Well, a lot would depend upon goings-on back in Sweden. If Gustav III escapes his assassination in March 1792- a big ask, but possible, if Bolts manages to return to Sweden from Western Australia by then, and his personal audience with the king (along with the reception of the colony, both among the wider public and among the members of the aristocracy conspiring to kill the king and reform the constitution) subsequently has a significant enough butterfly effect- then there is a clear incentive; the same as that of the British in Australia, but to a even greater extent. It had been with the Riksdag of 1786, and his subsequent passage from semi-constitutionalism to semi-absolutism, that his foreign policy had become more adventurous; in doing so, Gustav had aroused popular indignation against the mutinous aristocratic officers, resulting most infamously in the Anjala Conspiracy to declare Finland an independent state, but Gustav III ultimately quelled these rebellions and arrested the leading conspirators, with public opinion on his side. Capitalizing on the powerful anti-aristocratic passions thus aroused, Gustav summoned a Riksdag early in 1789, at which he put through an Act of Union and Security on 17 February 1789 with the backing of the three lower estates. This reinforced monarchical authority significantly, and further inflamed the nobility's hatred of the king. Most of those aristocrats who were found to be conspiring against him, and convicted of high treason, were sentenced to death; but only one or two were actually executed, with the overwhelming majority either sent to prison or deported. And in Russia and Denmark, where most of them ended up, they were far from isolated, continuing to incite regicide against him.
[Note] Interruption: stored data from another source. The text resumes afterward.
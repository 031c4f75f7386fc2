use arch_lint::rules::{NoErrorSwallowing, NoSilentResultDrop};
use arch_lint::{Analyzer, Severity};

/// Lints every tardocken crate for swallowed errors (AL003) and dropped
/// results (AL013). Test code and the vendored `examples/` pack are skipped.
#[test]
fn workspace_has_no_swallowed_errors() {
    let root = std::path::Path::new(env!("CARGO_MANIFEST_DIR"))
        .parent()
        .and_then(|p| p.parent())
        .expect("workspace root");

    let analyzer = Analyzer::builder()
        .root(root)
        .exclude("**/target/**")
        .exclude("**/tests/**")
        .exclude("examples/**")
        .rule(NoErrorSwallowing::new())
        .rule(NoSilentResultDrop::new())
        .build()
        .expect("build analyzer");

    let result = analyzer.analyze().expect("analyze");

    if result.has_violations_at(Severity::Warning) {
        let report = result.format_test_report(Severity::Warning);
        panic!("{report}");
    }
}
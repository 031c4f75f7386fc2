mod build;

pub use build::{BuildPlan, build};
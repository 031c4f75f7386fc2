use std::io::Write;
use std::path::PathBuf;

use anyhow::Context;
use tardocken_build::ContextArchiveBuilder;
use tardocken_core::{IgnoreRuleSet, Replacement};

/// Validated inputs for one context build.
pub struct BuildPlan {
    pub context: PathBuf,
    pub dockerfile: Option<PathBuf>,
    pub dockerignore: Option<PathBuf>,
    pub replacements: Vec<Replacement>,
}

pub fn build(plan: BuildPlan) -> anyhow::Result<()> {
    let rules = plan
        .dockerignore
        .as_deref()
        .map(IgnoreRuleSet::from_path)
        .transpose()?;
    if let Some(path) = &plan.dockerignore {
        tracing::debug!(path = %path.display(), "using ignore rules");
    }

    let mut builder = ContextArchiveBuilder::new(plan.context)
        .replacements(plan.replacements)
        .ignore_rules(rules);
    if let Some(dockerfile) = plan.dockerfile {
        builder = builder.dockerfile(dockerfile);
    }

    let archive = builder
        .build()
        .context("failed to build context archive")?;

    let mut stdout = std::io::stdout().lock();
    stdout
        .write_all(&archive)
        .context("failed to write archive to stdout")?;
    stdout.flush().context("failed to flush stdout")?;
    Ok(())
}
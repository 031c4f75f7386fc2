//! `.dockerignore` rule matching.
//!
//! Every non-empty line of the rule text is a shell glob matched against
//! the whole context-relative path:
//!
//! - `*` matches any run of characters, `/` included
//! - `?` matches exactly one character
//! - `[abc]`, `[a-z]`, `[!abc]` match one character from (or outside) a set
//!
//! There are no comments, negations or escapes. A single trailing `/` is
//! dropped because matched paths never carry one.

use std::io::Read;
use std::path::Path;

use globset::{GlobBuilder, GlobMatcher};

/// An immutable set of ignore patterns.
///
/// # Examples
///
/// ```
/// use tardocken_core::IgnoreRuleSet;
///
/// let rules = IgnoreRuleSet::parse("target/\n*.log\n");
/// assert!(rules.matches("target"));
/// assert!(rules.matches("logs/run.log"));
/// assert!(!rules.matches("src/main.rs"));
/// ```
#[derive(Debug, Clone, Default)]
pub struct IgnoreRuleSet {
    rules: Vec<Rule>,
}

#[derive(Debug, Clone)]
struct Rule {
    pattern: String,
    matcher: GlobMatcher,
}

impl IgnoreRuleSet {
    /// Parses newline-delimited rule text.
    pub fn parse(text: &str) -> Self {
        let rules = text
            .split('\n')
            .filter(|line| !line.is_empty())
            .map(|line| line.strip_suffix('/').unwrap_or(line))
            .filter_map(Rule::compile)
            .collect();
        Self { rules }
    }

    /// Reads rule text from a stream.
    pub fn from_reader(mut reader: impl Read) -> crate::Result<Self> {
        let mut text = String::new();
        reader
            .read_to_string(&mut text)
            .map_err(|e| crate::Error::IgnoreRead { source: e })?;
        Ok(Self::parse(&text))
    }

    /// Reads and parses a rule file such as `.dockerignore`.
    pub fn from_path(path: &Path) -> crate::Result<Self> {
        let text = std::fs::read_to_string(path).map_err(|e| crate::Error::IgnoreLoad {
            path: path.to_path_buf(),
            source: e,
        })?;
        let rules = Self::parse(&text);
        tracing::debug!(path = %path.display(), rules = rules.len(), "loaded ignore rules");
        Ok(rules)
    }

    /// Whether `path` (`/`-separated, no leading `./`) matches any rule.
    pub fn matches(&self, path: &str) -> bool {
        self.rules.iter().any(|rule| rule.matcher.is_match(path))
    }

    /// Normalized patterns in file order.
    pub fn patterns(&self) -> impl Iterator<Item = &str> {
        self.rules.iter().map(|rule| rule.pattern.as_str())
    }

    pub fn len(&self) -> usize {
        self.rules.len()
    }

    pub fn is_empty(&self) -> bool {
        self.rules.is_empty()
    }
}

impl Rule {
    fn compile(pattern: &str) -> Option<Self> {
        // Lines globset rejects (e.g. a reversed range) fall back to a literal match.
        let matcher = match build_matcher(&to_globset_syntax(pattern)) {
            Ok(matcher) => Ok(matcher),
            Err(e) => {
                tracing::debug!(pattern, error = %e, "matching ignore pattern literally");
                build_matcher(&globset::escape(pattern))
            }
        };

        match matcher {
            Ok(matcher) => Some(Self {
                pattern: pattern.to_owned(),
                matcher,
            }),
            Err(e) => {
                tracing::warn!(pattern, error = %e, "skipping unusable ignore pattern");
                None
            }
        }
    }
}

fn build_matcher(glob: &str) -> Result<GlobMatcher, globset::Error> {
    GlobBuilder::new(glob)
        .literal_separator(false)
        .backslash_escape(false)
        .build()
        .map(|glob| glob.compile_matcher())
}

/// Rewrites a shell glob so globset reads it the way `fnmatch` does:
/// `*` runs collapse (no recursive `**`), braces are literal, and a `[`
/// without a closing `]` is literal.
fn to_globset_syntax(pattern: &str) -> String {
    let chars: Vec<char> = pattern.chars().collect();
    let mut out = String::with_capacity(pattern.len() + 4);
    let mut i = 0;

    while i < chars.len() {
        match chars[i] {
            '*' => {
                out.push('*');
                while chars.get(i + 1) == Some(&'*') {
                    i += 1;
                }
            }
            '[' => match class_end(&chars, i) {
                Some(end) => {
                    let body: String = chars[i + 1..end].iter().collect();
                    match class_members(&body).as_str() {
                        "^" => out.push('^'),
                        members => {
                            out.push('[');
                            out.push_str(members);
                            out.push(']');
                        }
                    }
                    i = end;
                }
                None => out.push_str("[[]"),
            },
            '{' => out.push_str("[{]"),
            '}' => out.push_str("[}]"),
            c => out.push(c),
        }
        i += 1;
    }

    out
}

/// fnmatch reads a leading `^` in a class as a member, globset as negation,
/// so the `^` moves behind the other members. `^-x` is a range starting at
/// `^`; a reversed one matches nothing and is dropped.
fn class_members(body: &str) -> String {
    let Some(rest) = body.strip_prefix('^') else {
        return body.to_owned();
    };

    if let Some(range) = rest.strip_prefix('-') {
        let mut chars = range.chars();
        if let Some(hi) = chars.next() {
            let tail = chars.as_str();
            return match hi {
                '^' => format!("{tail}^"),
                // `_` is the character after `^`
                hi if hi > '^' => format!("_-{hi}{tail}^"),
                _ => tail.to_owned(),
            };
        }
    }

    format!("{rest}^")
}

/// Index of the `]` closing the class opened at `start`. A `]` directly
/// after `[` or `[!` is a member of the class.
fn class_end(chars: &[char], start: usize) -> Option<usize> {
    let mut j = start + 1;
    if chars.get(j) == Some(&'!') {
        j += 1;
    }
    if chars.get(j) == Some(&']') {
        j += 1;
    }
    chars
        .get(j..)?
        .iter()
        .position(|&c| c == ']')
        .map(|offset| j + offset)
}
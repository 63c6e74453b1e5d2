use chrono::NaiveDateTime;
use insuretrack_core_types::Sensitive;

use super::text_enum;

text_enum! {
    /// Account role; decides which records a user may see and change
    Role, "role" {
        Admin => "admin",
        User => "user",
        Agent => "agent",
    }
}

impl Role {
    /// Roles a visitor may pick when registering. Admin accounts are only
    /// created by the bootstrap step.
    pub fn is_self_registrable(&self) -> bool {
        matches!(self, Role::User | Role::Agent)
    }
}

/// A registered account
#[derive(Debug, Clone, PartialEq)]
pub struct User {
    pub id: i64,
    pub username: String,
    pub email: String,
    pub password_hash: Sensitive<String>,
    pub full_name: String,
    pub role: Role,
    pub created_at: Option<NaiveDateTime>,
    pub is_active: bool,
}

/// Registration input, already hashed
#[derive(Debug, Clone)]
pub struct NewUser {
    pub username: String,
    pub email: String,
    pub password_hash: Sensitive<String>,
    pub full_name: String,
    pub role: Role,
}

/// Sign-up form as entered; the password is still plain text
#[derive(Debug, Clone)]
pub struct Registration {
    pub username: String,
    pub email: String,
    pub full_name: String,
    pub password: Sensitive<String>,
    pub password_confirm: Sensitive<String>,
    pub role: Role,
}
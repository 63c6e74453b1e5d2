mod common;

use std::fs;

use common::*;
use insuretrack_core::errors::ExErrorKind;
use insuretrack_core::model::{NotificationType, PolicyStatus, Role};
use insuretrack_engine::commands::accounts::resolve_actor;
use insuretrack_engine::commands::backup::restore_backup;
use insuretrack_engine::commands::notifications::{
    generate_expiry_notifications, mark_notification_read, unread_notifications,
};
use insuretrack_engine::commands::policies::add_policy;
use insuretrack_store::repo::{NotificationRepo, PolicyRepo};

#[test]
fn test_generation_is_idempotent() {
    let mut f = fixture();
    let dana = account(&f.conn, "dana", Role::User);
    add_policy(&dana, &policy_input("POL-40001", days_from_today(5)), &mut f.conn, &f.services).unwrap();
    add_policy(&dana, &policy_input("POL-40002", days_from_today(20)), &mut f.conn, &f.services).unwrap();

    assert_eq!(generate_expiry_notifications(today(), &mut f.conn).unwrap(), 2);
    assert_eq!(generate_expiry_notifications(today(), &mut f.conn).unwrap(), 0);

    let reminders: Vec<_> = NotificationRepo::for_user(&f.conn, dana.user_id)
        .unwrap()
        .into_iter()
        .filter(|n| n.notification_type == NotificationType::Expiry)
        .collect();
    assert_eq!(reminders.len(), 2);
    assert_eq!(reminders[0].title, "Policy Expiring Soon");
    assert_eq!(
        reminders[0].message,
        format!("Policy POL-40001 expires on {}.", days_from_today(5).format("%Y-%m-%d"))
    );
}

#[test]
fn test_window_is_after_today_through_thirty_days() {
    let mut f = fixture();
    let dana = account(&f.conn, "dana", Role::User);
    let today = date(2025, 3, 1);
    for (number, expiry) in [
        ("POL-40000", today),
        ("POL-40001", date(2025, 3, 2)),
        ("POL-40030", date(2025, 3, 31)),
        ("POL-40031", date(2025, 4, 1)),
    ] {
        add_policy(&dana, &policy_input(number, expiry), &mut f.conn, &f.services).unwrap();
    }

    assert_eq!(generate_expiry_notifications(today, &mut f.conn).unwrap(), 2);

    let messages: Vec<_> = NotificationRepo::for_user(&f.conn, dana.user_id)
        .unwrap()
        .into_iter()
        .map(|n| n.message)
        .collect();
    assert_eq!(
        messages,
        vec![
            "Policy POL-40001 expires on 2025-03-02.".to_string(),
            "Policy POL-40030 expires on 2025-03-31.".to_string(),
        ]
    );
}

#[test]
fn test_inactive_policies_are_not_reminded() {
    let mut f = fixture();
    let dana = account(&f.conn, "dana", Role::User);
    let policy = add_policy(&dana, &policy_input("POL-40001", days_from_today(3)), &mut f.conn, &f.services)
        .unwrap();
    f.conn
        .execute(
            "UPDATE policies SET status = ?1 WHERE id = ?2",
            rusqlite::params![PolicyStatus::Cancelled.as_str(), policy.id],
        )
        .unwrap();

    assert_eq!(generate_expiry_notifications(today(), &mut f.conn).unwrap(), 0);
}

#[test]
fn test_reminded_policies_match_the_policy_reminder_rule() {
    let mut f = fixture();
    let dana = account(&f.conn, "dana", Role::User);
    let today = date(2025, 3, 1);
    for (number, expiry) in [
        ("POL-LAPSED", date(2025, 2, 1)),
        ("POL-TODAY", today),
        ("POL-WEEK", date(2025, 3, 8)),
        ("POL-EDGE", date(2025, 3, 31)),
        ("POL-LATER", date(2025, 6, 1)),
        ("POL-VOID", date(2025, 3, 10)),
    ] {
        add_policy(&dana, &policy_input(number, expiry), &mut f.conn, &f.services).unwrap();
    }
    f.conn
        .execute(
            "UPDATE policies SET status = ?1 WHERE policy_number = 'POL-VOID'",
            rusqlite::params![PolicyStatus::Expired.as_str()],
        )
        .unwrap();

    generate_expiry_notifications(today, &mut f.conn).unwrap();

    let expected: Vec<String> = PolicyRepo::all(&f.conn)
        .unwrap()
        .iter()
        .filter(|p| p.needs_expiry_reminder(today))
        .map(|p| format!("Policy {} expires on {}.", p.policy_number, p.expiry_date))
        .collect();
    let reminded: Vec<String> = NotificationRepo::for_user(&f.conn, dana.user_id)
        .unwrap()
        .into_iter()
        .filter(|n| n.notification_type == NotificationType::Expiry)
        .map(|n| n.message)
        .collect();

    assert_eq!(expected.len(), 2);
    assert_eq!(reminded.len(), expected.len());
    for message in &expected {
        assert!(reminded.contains(message), "missing reminder: {}", message);
    }
}

#[test]
fn test_new_expiry_date_gets_a_new_reminder() {
    let mut f = fixture();
    let dana = account(&f.conn, "dana", Role::User);
    let policy = add_policy(&dana, &policy_input("POL-40001", days_from_today(3)), &mut f.conn, &f.services)
        .unwrap();
    generate_expiry_notifications(today(), &mut f.conn).unwrap();

    f.conn
        .execute(
            "UPDATE policies SET expiry_date = ?1 WHERE id = ?2",
            rusqlite::params![days_from_today(9), policy.id],
        )
        .unwrap();

    assert_eq!(generate_expiry_notifications(today(), &mut f.conn).unwrap(), 1);
}

#[test]
fn test_restored_policy_expiring_in_ten_days_yields_one_reminder() {
    let mut f = fixture();
    let admin = account(&f.conn, "root", Role::Admin);
    let snapshot = f.dir.path().join("scenario.json");
    fs::write(
        &snapshot,
        format!(
            r#"{{
              "format_version": 1,
              "timestamp": "20250101_000000",
              "users": [{{
                "id": 1, "username": "alice", "email": "alice@example.com",
                "password_hash": "h", "full_name": "Alice Example", "role": "user",
                "created_at": null, "is_active": true
              }}],
              "policies": [{{
                "id": 10, "policy_number": "POL-00010", "policy_type": "health",
                "provider_name": "Acme", "provider_contact": null,
                "premium_amount": 99.99, "coverage_amount": 10000.0,
                "issue_date": "2024-01-01", "expiry_date": "{}",
                "status": "active", "description": null,
                "created_at": null, "updated_at": null, "user_id": 1
              }}],
              "claims": [],
              "notifications": []
            }}"#,
            days_from_today(10).format("%Y-%m-%d")
        ),
    )
    .unwrap();

    restore_backup(&admin, Some(&snapshot), &mut f.conn, &f.services).unwrap();

    let alice = resolve_actor("alice", &f.conn).unwrap();
    assert_eq!(alice.user_id, 1);
    assert_eq!(PolicyRepo::for_owner(&f.conn, Some(1)).unwrap().len(), 1);

    assert_eq!(generate_expiry_notifications(today(), &mut f.conn).unwrap(), 1);
    let notices = NotificationRepo::for_user(&f.conn, 1).unwrap();
    assert_eq!(notices.len(), 1);
    assert_eq!(notices[0].notification_type, NotificationType::Expiry);
}

#[test]
fn test_mark_read_by_owner_only() {
    let mut f = fixture();
    let dana = account(&f.conn, "dana", Role::User);
    let admin = account(&f.conn, "root", Role::Admin);
    add_policy(&dana, &policy_input("POL-40001", days_from_today(5)), &mut f.conn, &f.services).unwrap();
    generate_expiry_notifications(today(), &mut f.conn).unwrap();

    let unread = unread_notifications(&dana, 10, &f.conn).unwrap();
    assert_eq!(unread.len(), 1);
    let id = unread[0].id;

    let err = mark_notification_read(&admin, id, &f.conn, &f.services).unwrap_err();
    assert_eq!(err.kind(), ExErrorKind::Forbidden);

    let read = mark_notification_read(&dana, id, &f.conn, &f.services).unwrap();
    assert!(read.is_read);
    assert!(unread_notifications(&dana, 10, &f.conn).unwrap().is_empty());

    let err = mark_notification_read(&dana, 999, &f.conn, &f.services).unwrap_err();
    assert_eq!(err.kind(), ExErrorKind::NotFound);
}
So, where better to send all of these rebels, dissidents, political prisoners and independence activists, instead of into the open arms of Sweden's enemies, than to his newly established colony in South-West Australia? Given that he agreed to sponsor William Bolts' proposal to colonize Australia immediately after the Riksdag of 1786, within less than a week of it, it seems fairly likely that this was the chief motive and incentive behind Gustav III's desire for an Australian colony in the first place. And remember, in the Third Coalition against Napoleon, Sweden and Portugal were Great Britain's only European Allies against Napoleon, after Russia allied with France. Considering events closer to home, Sweden's status as a critical British ally, and that the Swedish colony's in a location which the British were deeply concerned that the French would lay claim to, I'd say they'd have a more than decent chance of the British being fully supportive of the Swedes' claims to Western Australia. They'd be the ones keeping it out of the hands of the French, after all; and it'd lighten the British Royal Navy's own load. Would it be profitable as a colony, or trade post? Probably not for a while. But it'd be immensely valuable in maintaining the coherence and stability of Gustav III's revived Swedish Empire, especially in its early stages. The British had the Irish that they wanted to send far, far away; the Swedish, at this stage, still had the Finns to fill the same role...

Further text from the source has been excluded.